Many families have stories like this. According to a survey conducted by the University of
Chicago's National Opinion Research Council, 42% of all Americans, and a staggering 67% of
widows, believe they've heard, felt, or seen ghosts of the dead. According to Rosemary Ellen
Guiley, author of numerous books on ghosts and apparitions, the vast majority of ghosts haunt a
single location, going through the same motions again and again, virtually oblivious to the presence
of the living.(6) Most of the time, ghosts seem tied to particular physical locations or physical objects,
always showing up in or around the same buildings, roads, or vehicles again and again. While ADCs
are usually only seen once (or in very rare cases a handful of times), and always by a close friend,
relative, or associate, ghosts are often witnessed year after year (sometimes century after century),
by people who never had the slightest thing to do with the deceased in life.
"A house in Cheltenham, England... was the site of a haunting by a female apparition on and off for
more than 90 years. The majority of the sightings occurred between 1882 and 1889, but the phantom
was viewed independently by at least 17 persons.... : a tall woman, dressed in black, holding a
handkerchief over part of her face.... The ghost often passed down the stairs; she almost always
paused in the living room before moving down the hall to the door to the garden, where she
disappeared. On at least one occasion, one of the Despard daughters saw her in the garden. The
phantom appeared to be solid ... but she never acknowledged anyone's attempt to communicate with
her."(7)
Sometimes just a ghostly face will be seen, in a window, a mirror, or floating in mid-air, but most ghosts come complete with a fully-clothed body. Each time they appear, these specters look the same, wearing the same period clothing and hairstyles, often standing in the exact same spot or traveling along the same route. In buildings whose floor plans were changed at some point in their past, ghosts are sometimes observed moving along those previous floor-plans, traveling through doorways or along staircases that no longer exist. It is generally thought that ghosts haunt locations that held some emotional significance to them in life, such as their homes, places of business, or the place they died. And while this theory is supported by the fact that so many ghosts seem to be seen re-enacting emotionally traumatic scenes, in the majority of the cases, there is no way to be sure who the ghost really was in life.

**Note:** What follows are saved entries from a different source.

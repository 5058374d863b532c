// Statement parsing

use super::{keyword_spelling, Parser};
use crate::ParseError;
use asthra_ast::*;
use asthra_diagnostics::error_codes;
use asthra_lexer::Token;

impl<'a> Parser<'a> {
    pub(crate) fn parse_statement(&mut self) -> Result<Stmt, ParseError> {
        let start = self.current_start();

        if self.check(&Token::Let) {
            return self.parse_let_statement(start);
        }

        if self.match_token(&Token::Return) {
            // The expression is mandatory; void returns are `return ();`
            if self.check(&Token::Semicolon) {
                return Err(self.error(
                    error_codes::MISSING_TOKEN,
                    "Expected expression after 'return' (void functions use 'return ();')",
                ));
            }
            let value = self.parse_expression()?;
            self.consume(&Token::Semicolon, "Expected ';' after return")?;
            return Ok(Stmt {
                span: start..self.prev_end(),
                kind: StmtKind::Return(value),
            });
        }

        if self.check(&Token::If) {
            return self.parse_if_statement(start);
        }

        if self.match_token(&Token::For) {
            let variable = self.consume_identifier("a loop variable name")?;
            self.consume(&Token::In, "Expected 'in' after loop variable")?;
            let iterable = self.parse_restricted_expr()?;
            let body = self.parse_block()?;
            return Ok(Stmt {
                span: start..self.prev_end(),
                kind: StmtKind::For {
                    variable,
                    iterable,
                    body,
                },
            });
        }

        if self.match_token(&Token::Match) {
            let scrutinee = self.parse_restricted_expr()?;
            self.consume(&Token::LBrace, "Expected '{' after match value")?;
            let arms = self.parse_match_arms()?;
            self.consume(&Token::RBrace, "Expected '}' after match arms")?;
            return Ok(Stmt {
                span: start..self.prev_end(),
                kind: StmtKind::Match { scrutinee, arms },
            });
        }

        if self.match_token(&Token::Spawn) {
            let call = self.parse_expression()?;
            self.require_call_expr(&call, "spawn")?;
            self.consume(&Token::Semicolon, "Expected ';' after spawn")?;
            return Ok(Stmt {
                span: start..self.prev_end(),
                kind: StmtKind::Spawn { call },
            });
        }

        if self.match_token(&Token::SpawnWithHandle) {
            let handle = self.consume_identifier("a handle variable name")?;
            self.consume(&Token::Eq, "Expected '=' after spawn handle name")?;
            let call = self.parse_expression()?;
            self.require_call_expr(&call, "spawn_with_handle")?;
            self.consume(&Token::Semicolon, "Expected ';' after spawn_with_handle")?;
            return Ok(Stmt {
                span: start..self.prev_end(),
                kind: StmtKind::SpawnWithHandle { handle, call },
            });
        }

        if self.match_token(&Token::Unsafe) {
            let block = self.parse_block()?;
            return Ok(Stmt {
                span: start..self.prev_end(),
                kind: StmtKind::Unsafe(block),
            });
        }

        if self.match_token(&Token::Break) {
            self.consume(&Token::Semicolon, "Expected ';' after 'break'")?;
            return Ok(Stmt {
                span: start..self.prev_end(),
                kind: StmtKind::Break,
            });
        }

        if self.match_token(&Token::Continue) {
            self.consume(&Token::Semicolon, "Expected ';' after 'continue'")?;
            return Ok(Stmt {
                span: start..self.prev_end(),
                kind: StmtKind::Continue,
            });
        }

        if self.check(&Token::LBrace) {
            let block = self.parse_block()?;
            return Ok(Stmt {
                span: start..self.prev_end(),
                kind: StmtKind::Block(block),
            });
        }

        // There is no while loop in the language; catch the habit early.
        if let Token::Ident(name) = self.peek() {
            if name == "while" {
                return Err(self.error(
                    error_codes::UNSUPPORTED_CONSTRUCT,
                    "while loops are not supported; use 'for item in collection'",
                ));
            }
        }

        // Assignment or expression statement: parse the expression chain
        // first, then decide on '='.
        let expr = self.parse_expression()?;

        if self.check(&Token::Eq) {
            if !expr.is_lvalue() {
                return Err(self.error_at(
                    error_codes::INVALID_EXPRESSION,
                    "invalid assignment target",
                    expr.span,
                ));
            }
            self.advance();
            let value = self.parse_expression()?;
            self.consume(&Token::Semicolon, "Expected ';' after assignment")?;
            return Ok(Stmt {
                span: start..self.prev_end(),
                kind: StmtKind::Assign {
                    target: expr,
                    value,
                },
            });
        }

        self.consume(&Token::Semicolon, "Expected ';' after expression")?;
        Ok(Stmt {
            span: start..self.prev_end(),
            kind: StmtKind::Expression(expr),
        })
    }

    /// let [mut] NAME : TYPE [ownership-tag]* [= EXPR] ;
    fn parse_let_statement(&mut self, start: usize) -> Result<Stmt, ParseError> {
        self.consume(&Token::Let, "Expected 'let'")?;
        let is_mutable = self.match_token(&Token::Mut);

        let name = match self.peek() {
            Token::Ident(name) => {
                let name = name.clone();
                self.advance();
                name
            }
            other => {
                if let Some(keyword) = keyword_spelling(other) {
                    return Err(self.error(
                        error_codes::RESERVED_KEYWORD,
                        &format!(
                            "reserved keyword `{}` cannot be used as a variable name",
                            keyword
                        ),
                    ));
                }
                return Err(self.error(
                    error_codes::UNEXPECTED_TOKEN,
                    &format!("Expected variable name after 'let', found {:?}", other),
                ));
            }
        };

        // Type annotations are mandatory
        if !self.match_token(&Token::Colon) {
            return Err(self.error(
                error_codes::MISSING_TYPE_ANNOTATION,
                "Expected ':' after variable name in declaration",
            ));
        }
        let ty = self.parse_type()?;

        let ownership = self.parse_ownership_tags()?;

        let value = if self.match_token(&Token::Eq) {
            Some(self.parse_expression()?)
        } else {
            None
        };

        self.consume(&Token::Semicolon, "Expected ';' after let declaration")?;

        Ok(Stmt {
            span: start..self.prev_end(),
            kind: StmtKind::Let {
                is_mutable,
                name,
                ty,
                ownership,
                value,
            },
        })
    }

    /// if COND { … } [else …], or if let PATTERN = EXPR { … } [else { … }]
    fn parse_if_statement(&mut self, start: usize) -> Result<Stmt, ParseError> {
        self.consume(&Token::If, "Expected 'if'")?;

        if self.match_token(&Token::Let) {
            let pattern = self.parse_pattern()?;
            self.consume(&Token::Eq, "Expected '=' after if-let pattern")?;
            let value = self.parse_restricted_expr()?;
            let then_block = self.parse_block()?;
            let else_block = if self.match_token(&Token::Else) {
                Some(self.parse_block()?)
            } else {
                None
            };
            return Ok(Stmt {
                span: start..self.prev_end(),
                kind: StmtKind::IfLet {
                    pattern,
                    value,
                    then_block,
                    else_block,
                },
            });
        }

        let if_stmt = self.parse_if_tail()?;
        Ok(Stmt {
            span: start..self.prev_end(),
            kind: StmtKind::If(if_stmt),
        })
    }

    /// Condition + blocks of a plain if ('if' already consumed); recurses
    /// for `else if` chains.
    fn parse_if_tail(&mut self) -> Result<IfStmt, ParseError> {
        let condition = self.parse_restricted_expr()?;
        let then_block = self.parse_block()?;

        let else_branch = if self.match_token(&Token::Else) {
            if self.match_token(&Token::If) {
                Some(ElseBranch::If(Box::new(self.parse_if_tail()?)))
            } else {
                Some(ElseBranch::Block(self.parse_block()?))
            }
        } else {
            None
        };

        Ok(IfStmt {
            condition,
            then_block,
            else_branch,
        })
    }

    fn require_call_expr(&self, expr: &Expr, construct: &str) -> Result<(), ParseError> {
        match expr.kind {
            ExprKind::Call { .. } | ExprKind::AssociatedCall { .. } => Ok(()),
            _ => Err(self.error_at(
                error_codes::INVALID_EXPRESSION,
                &format!("{} requires a function or method call", construct),
                expr.span.clone(),
            )),
        }
    }
}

In addition to visual appearances, ghosts sometimes provide evidence of their presence by opening doors and windows or turning lights on and off. Peculiar smells and cold spots are also often reported, as well as strange sounds, voices, and footsteps. Despite the sounds that sometimes accompany hauntings, however, when these ghosts visibly appear they are usually completely silent, and almost never verbalize any intelligible speech.
Haunting ghosts often seem to be unconsciously sleep-walking, acting out memories from
their past. They seem permanently frozen in time, oblivious to the present-day, just doing the same
thing again and again down through the ages. Noticing this, the famous parapsychologist F.W.H.
Myers(8) suggested that they are not actually sentient beings at all, but just the unconscious dreams
of the dead; others have suggested they are meaningless psychic recordings running on automatic,
possessing no more independent awareness than a videotape of a man on TV. Pointing out that many
ghosts seem to be enacting particularly unpleasant scenes, some theorists have suggested that
emotionally traumatic events can somehow record themselves upon a physical location. However,
emotionally traumatic memories are not the only thing ghosts are seen acting out over and over; many
of these 'tapeloop' ghosts seem to re-enact common, drab, humdrum actions, and others even re-enact quite happy memories. Several people, for example, have reported seeing one phantom playing
the piano at the Captain's Museum in Brownsville, Nebraska, and another has been repeatedly seen
riding a certain roller-coaster at the King's Island amusement park in Cincinnati.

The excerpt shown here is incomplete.